▶ **To do**:
If a line in the records below includes the word "RenderOutput", count it, then give the total and nothing else.

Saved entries
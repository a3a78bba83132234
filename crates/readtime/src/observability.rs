//! Logging setup: human-readable stderr output plus optional JSONL file logs.

use std::path::{Path, PathBuf};

use anyhow::Context;
use tracing_appender::non_blocking::WorkerGuard;
use tracing_subscriber::{EnvFilter, fmt, layer::SubscriberExt, util::SubscriberInitExt};

const ENV_LOG_PATH: &str = "READTIME_LOG_PATH";
const ENV_LOG_DIR: &str = "READTIME_LOG_DIR";
const LOG_FILE_NAME: &str = "readtime.jsonl";

/// Where file logs go, if anywhere.
#[derive(Debug, Clone, Default, PartialEq, Eq)]
pub struct ObservabilityConfig {
    /// Explicit log file (`READTIME_LOG_PATH`). Wins over `log_dir`.
    pub log_path: Option<PathBuf>,
    /// Directory receiving `readtime.jsonl`.
    pub log_dir: Option<PathBuf>,
}

impl ObservabilityConfig {
    /// Read the environment, falling back to the configured log directory.
    ///
    /// `READTIME_LOG_DIR` takes precedence over `config_log_dir`.
    pub fn from_env_with_overrides(config_log_dir: Option<PathBuf>) -> Self {
        Self::from_values(env_path(ENV_LOG_PATH), env_path(ENV_LOG_DIR), config_log_dir)
    }

    fn from_values(
        log_path: Option<PathBuf>,
        env_log_dir: Option<PathBuf>,
        config_log_dir: Option<PathBuf>,
    ) -> Self {
        Self {
            log_path,
            log_dir: env_log_dir.or(config_log_dir),
        }
    }

    /// Directory and file name for the JSONL log, if file logging is on.
    fn log_target(&self) -> Option<(PathBuf, String)> {
        if let Some(path) = &self.log_path {
            let file = path.file_name()?.to_string_lossy().into_owned();
            let dir = path
                .parent()
                .filter(|p| !p.as_os_str().is_empty())
                .map_or_else(|| PathBuf::from("."), Path::to_path_buf);
            return Some((dir, file));
        }
        self.log_dir
            .as_ref()
            .map(|dir| (dir.clone(), LOG_FILE_NAME.to_string()))
    }
}

fn env_path(name: &str) -> Option<PathBuf> {
    std::env::var_os(name)
        .filter(|v| !v.is_empty())
        .map(PathBuf::from)
}

/// Build the log filter.
///
/// `RUST_LOG` wins when set. Otherwise `--quiet` selects errors only and each
/// `-v` raises the level from the configured default.
pub fn env_filter(quiet: bool, verbose: u8, default_level: &str) -> EnvFilter {
    if let Ok(filter) = EnvFilter::try_from_default_env() {
        return filter;
    }
    EnvFilter::new(level_for(quiet, verbose, default_level))
}

fn level_for(quiet: bool, verbose: u8, default_level: &str) -> &str {
    if quiet {
        return "error";
    }
    match verbose {
        0 => default_level,
        1 => "debug",
        _ => "trace",
    }
}

/// Install the global subscriber.
///
/// The returned guard flushes the file writer on drop; hold it for the life
/// of the process.
pub fn init_observability(
    config: &ObservabilityConfig,
    filter: EnvFilter,
) -> anyhow::Result<Option<WorkerGuard>> {
    let stderr_layer = fmt::layer()
        .with_writer(std::io::stderr)
        .with_target(false);

    let (file_layer, guard) = match config.log_target() {
        Some((dir, file)) => {
            std::fs::create_dir_all(&dir)
                .with_context(|| format!("failed to create log directory {}", dir.display()))?;
            let appender = tracing_appender::rolling::never(&dir, &file);
            let (writer, guard) = tracing_appender::non_blocking(appender);
            let layer = fmt::layer().json().with_ansi(false).with_writer(writer);
            (Some(layer), Some(guard))
        }
        None => (None, None),
    };

    tracing_subscriber::registry()
        .with(filter)
        .with(stderr_layer)
        .with(file_layer)
        .try_init()
        .context("failed to install tracing subscriber")?;

    Ok(guard)
}

#[cfg(test)]
mod tests {
    use super::*;

    #[test]
    fn env_dir_beats_config_dir() {
        let config = ObservabilityConfig::from_values(
            None,
            Some(PathBuf::from("/env/logs")),
            Some(PathBuf::from("/config/logs")),
        );
        assert_eq!(config.log_dir, Some(PathBuf::from("/env/logs")));
    }

    #[test]
    fn no_target_without_paths() {
        assert!(ObservabilityConfig::default().log_target().is_none());
    }

    #[test]
    fn log_dir_uses_default_file_name() {
        let config = ObservabilityConfig::from_values(None, None, Some(PathBuf::from("/logs")));
        assert_eq!(
            config.log_target(),
            Some((PathBuf::from("/logs"), "readtime.jsonl".to_string()))
        );
    }

    #[test]
    fn log_path_wins_over_dir() {
        let config = ObservabilityConfig::from_values(
            Some(PathBuf::from("/var/log/rt.jsonl")),
            Some(PathBuf::from("/logs")),
            None,
        );
        assert_eq!(
            config.log_target(),
            Some((PathBuf::from("/var/log"), "rt.jsonl".to_string()))
        );
    }

    #[test]
    fn bare_log_file_lands_in_cwd() {
        let config = ObservabilityConfig::from_values(Some(PathBuf::from("rt.jsonl")), None, None);
        assert_eq!(
            config.log_target(),
            Some((PathBuf::from("."), "rt.jsonl".to_string()))
        );
    }

    #[test]
    fn verbosity_levels() {
        assert_eq!(level_for(true, 3, "info"), "error");
        assert_eq!(level_for(false, 0, "warn"), "warn");
        assert_eq!(level_for(false, 1, "info"), "debug");
        assert_eq!(level_for(false, 2, "info"), "trace");
    }
}
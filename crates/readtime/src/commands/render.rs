//! Render command: run a file through the content pipeline.

use camino::{Utf8Path, Utf8PathBuf};
use clap::Args;
use serde::Serialize;
use tracing::{debug, instrument};

use readtime_core::{
    ContentPipeline, RenderContext, Settings, THE_CONTENT, register_reading_time,
};

use super::{open_store, read_input_file};

/// Arguments for the `render` subcommand.
#[derive(Args, Debug)]
pub struct RenderArgs {
    /// Article body to render (HTML or plain text).
    pub file: Utf8PathBuf,

    /// Content type of the article.
    #[arg(long, default_value = "post")]
    pub post_type: String,

    /// Render as an item listed on an archive page instead of a single view.
    #[arg(long)]
    pub archive: bool,

    /// Render outside the item loop (e.g. a sidebar excerpt).
    #[arg(long)]
    pub outside_loop: bool,

    /// Render as part of a secondary query rather than the main one.
    #[arg(long)]
    pub secondary_query: bool,
}

impl RenderArgs {
    fn context(&self) -> RenderContext {
        RenderContext {
            is_single_view: !self.archive,
            in_the_loop: !self.outside_loop,
            is_main_query: !self.secondary_query,
            post_type: self.post_type.clone(),
        }
    }
}

#[derive(Serialize)]
struct RenderOutput<'a> {
    post_type: &'a str,
    changed: bool,
    content: String,
}

/// Render a file the way the content pipeline would display it.
#[instrument(name = "cmd_render", skip_all, fields(file = %args.file, post_type = %args.post_type))]
pub fn cmd_render(
    args: RenderArgs,
    global_json: bool,
    options_path: &Utf8Path,
    max_input_bytes: Option<usize>,
) -> anyhow::Result<()> {
    let context = args.context();
    debug!(?context, "executing render command");

    let content = read_input_file(&args.file, max_input_bytes)?;
    let settings = Settings::load(&open_store(options_path)?);
    let rendered = render(&content, &context, settings);

    if global_json {
        let output = RenderOutput {
            post_type: &args.post_type,
            changed: rendered != content,
            content: rendered,
        };
        println!("{}", serde_json::to_string_pretty(&output)?);
    } else {
        print!("{rendered}");
        if !rendered.ends_with('\n') {
            println!();
        }
    }

    Ok(())
}

fn render(content: &str, context: &RenderContext, settings: Settings) -> String {
    let mut pipeline = ContentPipeline::new();
    register_reading_time(&mut pipeline, settings);
    pipeline.apply(THE_CONTENT, content, context)
}
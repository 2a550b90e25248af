//! The MBC3, used by games that want a real time clock.

use crate::{
    cartridge::RamSize,
    log::*,
    primitives::{Byte, Word},
    CLOCK_RATE,
};
use super::{copy_rom, restore_into, Mbc};

/// Up to 2 MiB of ROM, 32 KiB of RAM and an optional battery buffered real
/// time clock.
///
/// The `0x4000` register selects either a RAM bank (0..=3) or one of the
/// five clock registers (0x08..=0x0C), which are then visible through the
/// whole external RAM window. Unlike the MBC1 the full 7 bit ROM bank
/// register is writable, so bank 0 can be mapped into the switchable area.
pub(crate) struct Mbc3 {
    rom: Box<[Byte]>,
    ram: Box<[Byte]>,

    rom_bank: u8,

    /// RAM bank or RTC register select (raw register value).
    ram_select: u8,

    ram_enabled: bool,
    rom_bank_mask: usize,

    rtc: Option<Rtc>,
}

/// The clock counters. `latched` is the snapshot frozen by the latch
/// sequence so the guest can read a consistent set of registers.
struct Rtc {
    current: ClockRegs,
    latched: ClockRegs,

    /// Sub-second progress in T-cycles.
    cycle_acc: u64,

    /// Previous value written to the latch register; latching happens on a
    /// 0 -> 1 sequence.
    last_latch_write: u8,
}

#[derive(Clone, Copy, Default)]
struct ClockRegs {
    seconds: u8,
    minutes: u8,
    hours: u8,

    /// 9 bit day counter.
    days: u16,

    halted: bool,

    /// Set when the day counter wraps past 511; sticky until the guest
    /// clears it.
    day_carry: bool,
}

impl ClockRegs {
    fn advance_second(&mut self) {
        self.seconds = (self.seconds + 1) % 60;
        if self.seconds != 0 {
            return;
        }

        self.minutes = (self.minutes + 1) % 60;
        if self.minutes != 0 {
            return;
        }

        self.hours = (self.hours + 1) % 24;
        if self.hours != 0 {
            return;
        }

        self.days += 1;
        if self.days > 0x1ff {
            self.days = 0;
            self.day_carry = true;
        }
    }

    fn read(&self, reg: u8) -> Byte {
        let v = match reg {
            0x08 => self.seconds,
            0x09 => self.minutes,
            0x0a => self.hours,
            0x0b => (self.days & 0xff) as u8,
            0x0c => {
                ((self.days >> 8) as u8 & 1)
                    | (self.halted as u8) << 6
                    | (self.day_carry as u8) << 7
            }
            _ => 0xff,
        };

        Byte::new(v)
    }

    fn write(&mut self, reg: u8, byte: Byte) {
        let v = byte.get();
        match reg {
            0x08 => self.seconds = v % 60,
            0x09 => self.minutes = v % 60,
            0x0a => self.hours = v % 24,
            0x0b => self.days = (self.days & 0x100) | v as u16,
            0x0c => {
                self.days = (self.days & 0xff) | ((v as u16 & 1) << 8);
                self.halted = v & 0x40 != 0;
                self.day_carry = v & 0x80 != 0;
            }
            _ => {}
        }
    }
}

impl Mbc3 {
    pub(crate) fn new(data: &[u8], ram_size: RamSize, has_rtc: bool) -> Self {
        let banks = std::cmp::max(data.len() / 0x4000, 1);

        Self {
            rom: copy_rom(data),
            ram: vec![Byte::zero(); ram_size.len()].into_boxed_slice(),
            rom_bank: 1,
            ram_select: 0,
            ram_enabled: false,
            rom_bank_mask: banks.next_power_of_two() - 1,
            rtc: has_rtc.then(|| Rtc {
                current: ClockRegs::default(),
                latched: ClockRegs::default(),
                cycle_acc: 0,
                last_latch_write: 0xff,
            }),
        }
    }
}

impl Mbc for Mbc3 {
    fn load_rom_byte(&self, addr: Word) -> Byte {
        let bank = match addr.get() {
            0x0000..0x4000 => 0,
            0x4000..0x8000 => self.rom_bank as usize & self.rom_bank_mask,
            _ => unreachable!(),
        };

        let offset = bank * 0x4000 + (addr.get() as usize & 0x3fff);
        self.rom.get(offset).copied().unwrap_or(Byte::new(0xff))
    }

    fn store_rom_byte(&mut self, addr: Word, byte: Byte) {
        match addr.get() {
            0x0000..0x2000 => self.ram_enabled = byte.get() & 0x0f == 0x0a,

            // Full 7 bit bank number; bank 0 is selectable.
            0x2000..0x4000 => self.rom_bank = byte.get() & 0x7f,

            0x4000..0x6000 => self.ram_select = byte.get() & 0x0f,

            0x6000..0x8000 => {
                if let Some(rtc) = &mut self.rtc {
                    if rtc.last_latch_write == 0 && byte.get() == 1 {
                        rtc.latched = rtc.current;
                        trace!("RTC latched");
                    }
                    rtc.last_latch_write = byte.get();
                }
            }

            _ => unreachable!(),
        }
    }

    fn load_ram_byte(&self, addr: Word) -> Byte {
        if !self.ram_enabled {
            return Byte::new(0xff);
        }

        match (self.ram_select, &self.rtc) {
            (0x08..=0x0c, Some(rtc)) => rtc.latched.read(self.ram_select),
            (bank @ 0x00..=0x03, _) => self
                .ram
                .get(bank as usize * 0x2000 + addr.get() as usize)
                .copied()
                .unwrap_or(Byte::new(0xff)),
            _ => Byte::new(0xff),
        }
    }

    fn store_ram_byte(&mut self, addr: Word, byte: Byte) {
        if !self.ram_enabled {
            return;
        }

        match (self.ram_select, &mut self.rtc) {
            (0x08..=0x0c, Some(rtc)) => {
                rtc.current.write(self.ram_select, byte);
                if self.ram_select == 0x08 {
                    // Writing the seconds register also resets the
                    // sub-second counter.
                    rtc.cycle_acc = 0;
                }
            }
            (bank @ 0x00..=0x03, _) => {
                let idx = bank as usize * 0x2000 + addr.get() as usize;
                if let Some(slot) = self.ram.get_mut(idx) {
                    *slot = byte;
                }
            }
            _ => {}
        }
    }

    fn ram(&self) -> &[Byte] {
        &self.ram
    }

    fn restore_ram(&mut self, bytes: &[u8]) {
        restore_into(&mut self.ram, bytes);
    }

    fn tick(&mut self, cycles: u64) {
        let Some(rtc) = &mut self.rtc else { return };
        if rtc.current.halted {
            return;
        }

        rtc.cycle_acc += cycles;
        while rtc.cycle_acc >= CLOCK_RATE {
            rtc.cycle_acc -= CLOCK_RATE;
            rtc.current.advance_second();
        }
    }
}


#[cfg(test)]
mod test {
    use super::*;

    fn controller() -> Mbc3 {
        Mbc3::new(&vec![0u8; 2 * 0x4000], RamSize::Kb8, true)
    }

    #[test]
    fn test_bank_zero_is_selectable() {
        let mut data = vec![0u8; 4 * 0x4000];
        for (bank, chunk) in data.chunks_mut(0x4000).enumerate() {
            chunk.fill(bank as u8);
        }
        let mut mbc = Mbc3::new(&data, RamSize::None, false);

        mbc.store_rom_byte(Word::new(0x2000), Byte::new(0x00));
        assert_eq!(mbc.load_rom_byte(Word::new(0x4000)), 0x00);

        mbc.store_rom_byte(Word::new(0x2000), Byte::new(0x02));
        assert_eq!(mbc.load_rom_byte(Word::new(0x4000)), 0x02);
    }

    #[test]
    fn test_rtc_counts_seconds() {
        let mut mbc = controller();
        mbc.store_rom_byte(Word::new(0x0000), Byte::new(0x0a));
        mbc.store_rom_byte(Word::new(0x4000), Byte::new(0x08));

        mbc.tick(CLOCK_RATE * 61);

        // Unlatched: reads still show the snapshot from construction.
        assert_eq!(mbc.load_ram_byte(Word::new(0)), 0x00);

        mbc.store_rom_byte(Word::new(0x6000), Byte::new(0x00));
        mbc.store_rom_byte(Word::new(0x6000), Byte::new(0x01));
        assert_eq!(mbc.load_ram_byte(Word::new(0)), 1);

        mbc.store_rom_byte(Word::new(0x4000), Byte::new(0x09));
        assert_eq!(mbc.load_ram_byte(Word::new(0)), 1);
    }

    #[test]
    fn test_rtc_halt_stops_counting() {
        let mut mbc = controller();
        mbc.store_rom_byte(Word::new(0x0000), Byte::new(0x0a));

        mbc.store_rom_byte(Word::new(0x4000), Byte::new(0x0c));
        mbc.store_ram_byte(Word::new(0), Byte::new(0x40));

        mbc.tick(CLOCK_RATE * 5);

        mbc.store_rom_byte(Word::new(0x6000), Byte::new(0x00));
        mbc.store_rom_byte(Word::new(0x6000), Byte::new(0x01));
        mbc.store_rom_byte(Word::new(0x4000), Byte::new(0x08));
        assert_eq!(mbc.load_ram_byte(Word::new(0)), 0x00);
    }
}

▶ **Exercise solution**:
2